Recognition of the impact that psychological processing can have on chronic pain has been recognised by the use of non-pharmacological treatments in chronic pain management. Examples include exercise therapy, and psychological therapies such as cognitive behavioural therapy [44]. Behavioural therapies have been endorsed by American Headache society, who describe chronic headache as a biopsychosocial disorder, involving not just physical disease but recognising the potential contribution of psychological processing and stressors to chronic headache symptomology [45].

In addition to considering psychosocial determinants of chronic pain processing in persistent low back pain and chronic headache, there are possible biological explanations. A previous systematic review on low back pain and other comorbidities has suggested that differences in gene expression could be implicated in the process of pain perception and signalling [46]. Similarly in migraine research, certain genetic mutations have been linked with differences in pain sensation [47]. For example, mutations in NGF (nerve growth factor) causing loss of pain perception, and TRPM8 (transient receptor potential cation channel subfamily M member 8) a receptor-activated non selective cation channel involved in sensing cold and possibly modulating pain sensation [47]. Monoclonal antibodies targeting calcitonin gene- related peptide (CGRP) have also been shown to have some effect in migraine prophylaxis [48] CGRP has been related to other pain mechanisms, including facet joint pain, which is a recognised cause and contributor to low back pain. A 2017 systematic review on CGRP reported that numerous studies have found an association between measured CGRP levels and pain, concluding that CGRP could be a neuromodulator in pain syndromes other than migraine [49]. Indeed, CGRP fibres have been found in degenerated human intervertebral discs sensory nerve fibres, further suggesting it may a role in nociceptive back-related pain [50]. Therefore, it is biologically plausible that the neuromodulator CGRP is involved in an association between low back pain and migraine. In this review one study in particular, Yoon et al., identified a particularly strong association between migraine and chronic low back pain [10]. This lends some support to the notion that there might be a particular association between migraine and persistent back pain mediated through a specific biological mechanism.

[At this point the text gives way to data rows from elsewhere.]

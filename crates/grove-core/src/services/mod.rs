//! Application services
//!
//! Shared handles used by the CLI and the sync server: database access and
//! the sync front end.

mod database;
mod sync;

pub use database::DatabaseService;
pub use sync::{PeerSyncResult, SyncService, SyncTarget};
use crate::commands::common::{
    format_note_lines, parse_note_id, resolve_note_content, AppContext,
};
use crate::error::CliError;

pub async fn run_note_add(content_parts: &[String], ctx: &AppContext) -> Result<(), CliError> {
    let content = resolve_note_content(content_parts)?;
    let note = ctx.db.create_note(&content).await?;

    println!("{}", note.id);
    Ok(())
}

pub async fn run_note_list(limit: usize, as_json: bool, ctx: &AppContext) -> Result<(), CliError> {
    let notes = ctx.db.list_notes(limit, 0).await?;

    if as_json {
        println!("{}", serde_json::to_string_pretty(&notes)?);
    } else if notes.is_empty() {
        println!("No notes yet.");
    } else {
        for line in format_note_lines(&notes) {
            println!("{line}");
        }
    }
    Ok(())
}

pub async fn run_note_delete(id: &str, ctx: &AppContext) -> Result<(), CliError> {
    let note_id = parse_note_id(id)?;
    let exists = ctx
        .db
        .get_note(&note_id)
        .await?
        .is_some_and(|note| !note.is_deleted());
    if !exists {
        return Err(CliError::NoteNotFound(id.to_string()));
    }

    ctx.db.delete_note(&note_id).await?;
    println!("{note_id}");
    Ok(())
}
pub mod common;
pub mod conflicts;
pub mod identity;
pub mod notes;
pub mod peers;
pub mod serve;
pub mod sync;
pub mod tags;
//! Front-end surface over the sync engine and peer registry.

use std::path::PathBuf;
use std::sync::Arc;

use crate::config::GroveConfig;
use crate::identity::DeviceIdentity;
use crate::models::{Conflict, ConflictId, DeviceId, Peer, PeerRegistration, ResolutionChoice};
use crate::sync::{SyncEngine, SyncMode, SyncReport};
use crate::transport::{HttpTransport, PeerTransport, StatusResponse, SyncResponder};
use crate::Result;

use super::DatabaseService;

/// Which peers `sync_now` talks to.
#[derive(Debug, Clone, Copy, PartialEq, Eq)]
pub enum SyncTarget {
    Peer(DeviceId),
    All,
}

/// Outcome of one peer's round within a multi-peer sync.
#[derive(Debug)]
pub struct PeerSyncResult {
    pub peer: Peer,
    pub result: Result<SyncReport>,
}

/// Sync operations for one device, keeping `config.json` peer seeds in step
/// with the registry when a config directory is attached.
#[derive(Clone)]
pub struct SyncService<T = HttpTransport> {
    engine: SyncEngine<T>,
    config_dir: Option<PathBuf>,
}

impl SyncService<HttpTransport> {
    /// Build the HTTP(S) service described by `config`, seeding the registry
    /// from its peer list.
    pub async fn from_config(
        db: DatabaseService,
        identity: Arc<DeviceIdentity>,
        config: &GroveConfig,
        config_dir: impl Into<PathBuf>,
    ) -> Result<Self> {
        let seeded = db
            .seed_peers(&config.sync.peers, Some(identity.device_id()))
            .await?;
        if seeded > 0 {
            tracing::debug!(count = seeded, "Seeded peer registry from config");
        }
        let transport = HttpTransport::new(identity.device_id(), config.transport_options());
        let engine =
            SyncEngine::new(db, identity, transport).with_page_size(config.sync.page_size);
        Ok(Self::new(engine).with_config_dir(config_dir))
    }
}

impl<T: PeerTransport> SyncService<T> {
    pub const fn new(engine: SyncEngine<T>) -> Self {
        Self {
            engine,
            config_dir: None,
        }
    }

    /// Mirror registry changes and pinned fingerprints into `config.json` under `dir`.
    pub fn with_config_dir(mut self, dir: impl Into<PathBuf>) -> Self {
        self.config_dir = Some(dir.into());
        self
    }

    pub const fn engine(&self) -> &SyncEngine<T> {
        &self.engine
    }

    fn db(&self) -> &DatabaseService {
        self.engine.database()
    }

    /// Sync one peer or every peer.
    ///
    /// A single-peer round's failure is returned as the error; with
    /// [`SyncTarget::All`] every peer gets its own result.
    pub async fn sync_now(&self, target: SyncTarget, mode: SyncMode) -> Result<Vec<PeerSyncResult>> {
        let results = match target {
            SyncTarget::Peer(peer_id) => {
                let report = self.engine.sync_peer(&peer_id, mode).await;
                self.persist_pins().await;
                let report = report?;
                let peer = self.db().require_peer(&peer_id).await?;
                vec![PeerSyncResult {
                    peer,
                    result: Ok(report),
                }]
            }
            SyncTarget::All => {
                let rounds = self.engine.sync_all(mode).await?;
                self.persist_pins().await;
                rounds
                    .into_iter()
                    .map(|(peer, result)| PeerSyncResult { peer, result })
                    .collect()
            }
        };
        Ok(results)
    }

    pub async fn full_resync(&self, peer_id: &DeviceId) -> Result<SyncReport> {
        let report = self.engine.full_resync(peer_id).await;
        self.persist_pins().await;
        report
    }

    pub async fn reset_watermark(&self, peer_id: &DeviceId) -> Result<()> {
        self.engine.reset_watermark(peer_id).await
    }

    pub async fn peer_status(&self, peer_id: &DeviceId) -> Result<StatusResponse> {
        self.engine.peer_status(peer_id).await
    }

    pub async fn list_peers(&self) -> Result<Vec<Peer>> {
        self.db().list_peers().await
    }

    /// Register (or update) a peer. Invalid input fails before anything is stored.
    pub async fn add_peer(&self, registration: PeerRegistration) -> Result<Peer> {
        let peer = self
            .db()
            .register_peer(registration, Some(self.engine.identity().device_id()))
            .await?;
        self.update_seeds(|config| {
            config.upsert_peer_seed(&peer);
            true
        });
        Ok(peer)
    }

    pub async fn remove_peer(&self, peer_id: &DeviceId) -> Result<()> {
        self.engine.remove_peer(peer_id).await?;
        self.update_seeds(|config| config.remove_peer_seed(&peer_id.to_string()));
        Ok(())
    }

    pub async fn list_conflicts(&self, include_resolved: bool) -> Result<Vec<Conflict>> {
        self.db().list_conflicts(include_resolved).await
    }

    pub async fn resolve_conflict(
        &self,
        id: &ConflictId,
        choice: ResolutionChoice,
    ) -> Result<Conflict> {
        let conflict = self.db().resolve_conflict(id, choice).await?;
        tracing::info!(
            conflict_id = %id,
            status = conflict.status.as_str(),
            "Resolved conflict"
        );
        Ok(conflict)
    }

    /// Responder answering peers on behalf of this device.
    pub fn responder(&self, config: &GroveConfig) -> SyncResponder {
        SyncResponder::new(
            self.db().clone(),
            self.engine.shared_identity(),
            config.responder_options(),
        )
    }

    async fn persist_pins(&self) {
        if self.config_dir.is_none() {
            return;
        }
        match self.db().list_peers().await {
            Ok(peers) => self.update_seeds(|config| config.record_pinned_fingerprints(&peers)),
            Err(error) => {
                tracing::warn!(error = %error, "Failed to read peers for config write-back");
            }
        }
    }

    /// Reload `config.json`, apply `edit`, and save when it reports a change.
    ///
    /// The file is re-read so environment overrides never leak into it.
    fn update_seeds(&self, edit: impl FnOnce(&mut GroveConfig) -> bool) {
        let Some(dir) = &self.config_dir else {
            return;
        };
        let path = GroveConfig::path_in(dir);
        let result = GroveConfig::load_from_path(&path).and_then(|mut config| {
            if edit(&mut config) {
                config.save_to_path(&path)?;
            }
            Ok(())
        });
        if let Err(error) = result {
            tracing::warn!(path = %path.display(), error = %error, "Failed to update peer seeds");
        }
    }
}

Headache disorders, including migraine, may be associated with chronic painful disorders other than back pain. For example, the prevalence of co-morbid migraine in people with fibromyalgia has ranged from 18% to 36% in different studies [51]. There is a plausible link for this association through the role of central sensitisation in both disorders [51]. We are not aware of any systematic reviews quantifying the strength of the association between fibromyalgia and headache disorders. Further epidemiological work is needed to more fully explore the interrelationship between headache disorders and other painful disorders.

Conclusion

Further study should focus on the prospective and observational study of chronic headache patients and experience of persistent low back pain. In addition, study designs that examine apparent mechanisms that account for an association between persistent low back pain and primary headache disorders, in particular chronic headache would be beneficial. Such studies could lead us closer to finding concomitant management of both pain syndromes.

Clinical implications

  • Low back pain and headache are significant causes of disability worldwide.

  • People with both low back pain and headache disorders may constitute a neglected patient group that could have both conditions managed in combination, rather than as separate entities.

  • We identified a positive association between low back pain and headache disorders.

  • A combined approach to treating both conditions could reduce pill-burden, medication overuse and provide a holistic treatment approach for the two chronic pain syndromes.